Gone Forever And Will Outlast The Galaxy
Voyager will never again fly close enough to an astronomical objects; planets, or star to take pictures. The cosmos is simply just to dark, black, empty and vast. Because space is a vacuum, the Voyager will never decay, or slow down… It will travel on into infinity forever.
Voyager is currently traveling at a bit over 1 million miles per hour… it left earth in 1977 A.D. and it will take it about 300 years to reach the Oort cloud, right past Pluto at the end of our solar system. After that it will be considered to be in interstellar space and will not come anywhere near another star for about 40,000 years.
This will happen in the year 40,282 A.D. After that, the next star Voyager will encounter will be in the year 304,808 A.D. In the year 596,000 A.D. it will pass by the next star
Voyager 2 is a space probe launched by NASA on August 20, 1977 A.D. to study the outer planets and interstellar space beyond the Sun’s heliosphere… Nearly 46 years into their mission, they’ve each made history by boldly venturing beyond the boundary of our sun’s influence, known as the heliopause.
About 300 years from now, Voyager should enter the Oort Cloud, a spherical band far beyond Pluto’s orbit that’s full of billions of frozen comets. It should take another 56,000 years to pass through and reach the end of the cloud. From there, It should take the Voyager probe approximately 40,000 years to reach AC+79 3888, a star in the constellation Camelopardalis and the 1st star Voyager will come into close contact with since leaving our own sun.
In some 296,000 years after that, Voyager should drift by Sirius, the next closest and the brightest star in our night sky.
About 20,000 years from now will the Voyager pass through the Oort cloud — the shell of comets and icy rubble that orbits the sun at a distance of up to 100,000 astronomical units, or 100,000 times the average Earth-sun distance — finally waving goodbye to its solar system of origin.

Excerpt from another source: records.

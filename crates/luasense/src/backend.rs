//
// backend.rs
//
// tower-lsp language server backend
//

use std::path::PathBuf;
use std::sync::Arc;

use tokio::sync::RwLock;
use tower_lsp::jsonrpc::Result;
use tower_lsp::lsp_types::*;
use tower_lsp::Client;
use tower_lsp::LanguageServer;
use tower_lsp::LspService;
use tower_lsp::Server;

use crate::cross_file::config::LuaSenseConfig;
use crate::handlers;
use crate::indentation::on_type_formatting_capability;
use crate::state::WorldState;

/// Read analysis settings from LSP settings JSON, starting from `base`.
///
/// Settings may be nested under a `luasense` key or given at the top
/// level. Unknown keys and values of the wrong type are ignored.
///
/// ```text
/// {
///     "luasense": {
///         "sourceExtension": "lua",
///         "pathPlaceholder": "?",
///         "idleCompletion": false,
///         "documentationDir": "/usr/share/luasense/completion",
///         "indentSize": 4,
///         "contentCacheCapacity": 64,
///         "builtins": { "enabled": true },
///         "diagnostics": { "enabled": true, "unresolvedRequireSeverity": "warning" }
///     }
/// }
/// ```
pub fn parse_config(settings: &serde_json::Value, base: &LuaSenseConfig) -> LuaSenseConfig {
    let settings = settings.get("luasense").unwrap_or(settings);
    let mut config = base.clone();

    if let Some(v) = settings.get("sourceExtension").and_then(|v| v.as_str()) {
        let ext = v.trim_start_matches('.');
        if !ext.is_empty() {
            config.source_extension = ext.to_string();
        }
    }
    if let Some(v) = settings.get("pathPlaceholder").and_then(|v| v.as_str()) {
        let mut chars = v.chars();
        if let (Some(c), None) = (chars.next(), chars.next()) {
            config.path_placeholder = c;
        }
    }
    if let Some(v) = settings.get("idleCompletion").and_then(|v| v.as_bool()) {
        config.idle_completion = v;
    }
    if let Some(v) = settings.get("documentationDir").and_then(|v| v.as_str()) {
        config.documentation_dir = if v.is_empty() || v.contains('\0') {
            None
        } else {
            Some(PathBuf::from(v))
        };
    }
    if let Some(v) = settings.get("indentSize").and_then(|v| v.as_u64()) {
        if v > 0 {
            config.indent_size = v as usize;
        }
    }
    if let Some(v) = settings.get("contentCacheCapacity").and_then(|v| v.as_u64()) {
        if v > 0 {
            config.content_cache_capacity = v as usize;
        }
    }
    if let Some(builtins) = settings.get("builtins") {
        if let Some(v) = builtins.get("enabled").and_then(|v| v.as_bool()) {
            config.builtins_enabled = v;
        }
    }
    if let Some(diagnostics) = settings.get("diagnostics") {
        if let Some(v) = diagnostics.get("enabled").and_then(|v| v.as_bool()) {
            config.diagnostics_enabled = v;
        }
        if let Some(sev) = diagnostics
            .get("unresolvedRequireSeverity")
            .and_then(|v| v.as_str())
        {
            config.unresolved_require_severity = parse_severity(sev);
        }
    }

    log::info!("Configuration loaded from LSP settings:");
    log::info!("  source_extension: {}", config.source_extension);
    log::info!("  path_placeholder: {}", config.path_placeholder);
    log::info!("  idle_completion: {}", config.idle_completion);
    log::info!("  documentation_dir: {:?}", config.documentation_dir);
    log::info!("  indent_size: {}", config.indent_size);
    log::info!("  builtins_enabled: {}", config.builtins_enabled);
    log::info!("  diagnostics_enabled: {}", config.diagnostics_enabled);
    log::info!(
        "  unresolved_require_severity: {:?}",
        config.unresolved_require_severity
    );

    config
}

fn parse_severity(s: &str) -> DiagnosticSeverity {
    match s.to_lowercase().as_str() {
        "error" => DiagnosticSeverity::ERROR,
        "warning" => DiagnosticSeverity::WARNING,
        "information" | "info" => DiagnosticSeverity::INFORMATION,
        "hint" => DiagnosticSeverity::HINT,
        _ => DiagnosticSeverity::WARNING,
    }
}

pub struct Backend {
    client: Client,
    state: Arc<RwLock<WorldState>>,
}

impl Backend {
    pub fn new(client: Client) -> Self {
        Self {
            client,
            state: Arc::new(RwLock::new(WorldState::new(LuaSenseConfig::default()))),
        }
    }

    async fn publish_diagnostics(&self, uri: &Url) {
        let (version, diagnostics) = {
            let state = self.state.read().await;
            let Some(doc) = state.get_document(uri) else {
                return;
            };
            (doc.version, handlers::diagnostics(&state, uri))
        };
        log::trace!(
            "Publishing {} diagnostics for {}",
            diagnostics.len(),
            uri
        );
        self.client
            .publish_diagnostics(uri.clone(), diagnostics, version)
            .await;
    }

    async fn publish_all_diagnostics(&self) {
        let open_uris: Vec<Url> = {
            let state = self.state.read().await;
            state.documents.keys().cloned().collect()
        };
        for uri in open_uris {
            self.publish_diagnostics(&uri).await;
        }
    }
}

#[tower_lsp::async_trait]
impl LanguageServer for Backend {
    async fn initialize(&self, params: InitializeParams) -> Result<InitializeResult> {
        log::info!("Initializing luasense");

        let mut state = self.state.write().await;

        if let Some(options) = params.initialization_options.as_ref() {
            let config = parse_config(options, &state.config);
            state.apply_config(config);
        }

        drop(state);

        Ok(InitializeResult {
            capabilities: ServerCapabilities {
                text_document_sync: Some(TextDocumentSyncCapability::Kind(
                    TextDocumentSyncKind::INCREMENTAL,
                )),
                completion_provider: Some(CompletionOptions {
                    trigger_characters: Some(vec![String::from("."), String::from(":")]),
                    ..Default::default()
                }),
                signature_help_provider: Some(SignatureHelpOptions {
                    trigger_characters: Some(vec![String::from("("), String::from(",")]),
                    ..Default::default()
                }),
                semantic_tokens_provider: Some(
                    SemanticTokensServerCapabilities::SemanticTokensOptions(
                        SemanticTokensOptions {
                            legend: handlers::semantic_tokens_legend(),
                            full: Some(SemanticTokensFullOptions::Bool(true)),
                            range: None,
                            ..Default::default()
                        },
                    ),
                ),
                document_symbol_provider: Some(OneOf::Left(true)),
                workspace_symbol_provider: Some(OneOf::Left(true)),
                document_on_type_formatting_provider: Some(on_type_formatting_capability()),
                ..Default::default()
            },
            server_info: Some(ServerInfo {
                name: String::from("luasense"),
                version: Some(String::from(env!("CARGO_PKG_VERSION"))),
            }),
        })
    }

    async fn initialized(&self, _: InitializedParams) {
        log::info!("luasense initialized");
    }

    async fn shutdown(&self) -> Result<()> {
        log::info!("Shutting down luasense");
        Ok(())
    }

    async fn did_open(&self, params: DidOpenTextDocumentParams) {
        let uri = params.text_document.uri;
        {
            let mut state = self.state.write().await;
            state.open_document(
                uri.clone(),
                &params.text_document.text,
                Some(params.text_document.version),
            );
        }
        self.publish_diagnostics(&uri).await;
    }

    async fn did_change(&self, params: DidChangeTextDocumentParams) {
        let uri = params.text_document.uri;
        {
            let mut state = self.state.write().await;
            for change in params.content_changes {
                state.apply_change(&uri, change);
            }
            if let Some(doc) = state.documents.get_mut(&uri) {
                doc.version = Some(params.text_document.version);
            }
        }
        self.publish_diagnostics(&uri).await;
    }

    async fn did_close(&self, params: DidCloseTextDocumentParams) {
        let uri = params.text_document.uri;
        self.state.write().await.close_document(&uri);
        self.client.publish_diagnostics(uri, Vec::new(), None).await;
    }

    async fn did_change_configuration(&self, params: DidChangeConfigurationParams) {
        log::trace!("Configuration changed");
        {
            let mut state = self.state.write().await;
            let config = parse_config(&params.settings, &state.config);
            state.apply_config(config);
        }
        self.publish_all_diagnostics().await;
    }

    async fn did_change_watched_files(&self, params: DidChangeWatchedFilesParams) {
        log::trace!(
            "Received watched files change: {} changes",
            params.changes.len()
        );
        {
            let state = self.state.read().await;
            for change in &params.changes {
                state.invalidate_file(&change.uri);
            }
        }
        // A created or deleted module can change what open documents resolve
        self.publish_all_diagnostics().await;
    }

    async fn completion(&self, params: CompletionParams) -> Result<Option<CompletionResponse>> {
        let state = self.state.read().await;
        Ok(handlers::completion(
            &state,
            &params.text_document_position.text_document.uri,
            params.text_document_position.position,
            params.context.as_ref(),
        ))
    }

    async fn signature_help(&self, params: SignatureHelpParams) -> Result<Option<SignatureHelp>> {
        let state = self.state.read().await;
        Ok(handlers::signature_help(
            &state,
            &params.text_document_position_params.text_document.uri,
            params.text_document_position_params.position,
        ))
    }

    async fn semantic_tokens_full(
        &self,
        params: SemanticTokensParams,
    ) -> Result<Option<SemanticTokensResult>> {
        let state = self.state.read().await;
        Ok(handlers::semantic_tokens_full(
            &state,
            &params.text_document.uri,
        ))
    }

    async fn document_symbol(
        &self,
        params: DocumentSymbolParams,
    ) -> Result<Option<DocumentSymbolResponse>> {
        let state = self.state.read().await;
        Ok(handlers::document_symbol(&state, &params.text_document.uri))
    }

    async fn symbol(
        &self,
        params: WorkspaceSymbolParams,
    ) -> Result<Option<Vec<SymbolInformation>>> {
        let state = self.state.read().await;
        Ok(Some(handlers::workspace_symbol(&state, &params.query)))
    }

    async fn on_type_formatting(
        &self,
        params: DocumentOnTypeFormattingParams,
    ) -> Result<Option<Vec<TextEdit>>> {
        let state = self.state.read().await;
        Ok(handlers::on_type_formatting(
            &state,
            &params.text_document_position.text_document.uri,
            params.text_document_position.position,
            &params.ch,
            &params.options,
        ))
    }
}

pub async fn start_lsp() -> anyhow::Result<()> {
    let stdin = tokio::io::stdin();
    let stdout = tokio::io::stdout();

    let (service, socket) = LspService::build(Backend::new).finish();
    Server::new(stdin, stdout, socket).serve(service).await;

    Ok(())
}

At that point for the first time the craft will begin to feel the gravitational pull of other stars more strongly than that of our own sun.
It’s another 61,000 years before the spacecraft actually come near an alien star, specifically a red dwarf star called Ross 248. That flyby will occur about 30,000 years from now, although it might be a stretch to say that the spacecraft will pass by that star. It’s actually more like Ross 248 shooting past the nearly stationary Voyager.
By 500 million years from now, the solar system and the Voyager alike will complete a full orbit through the Milky Way. There’s no way to predict what will have happened on Earth’s surface by then, but it’s a timespan on the scale of the formation and destruction of Pangaea and other supercontinents.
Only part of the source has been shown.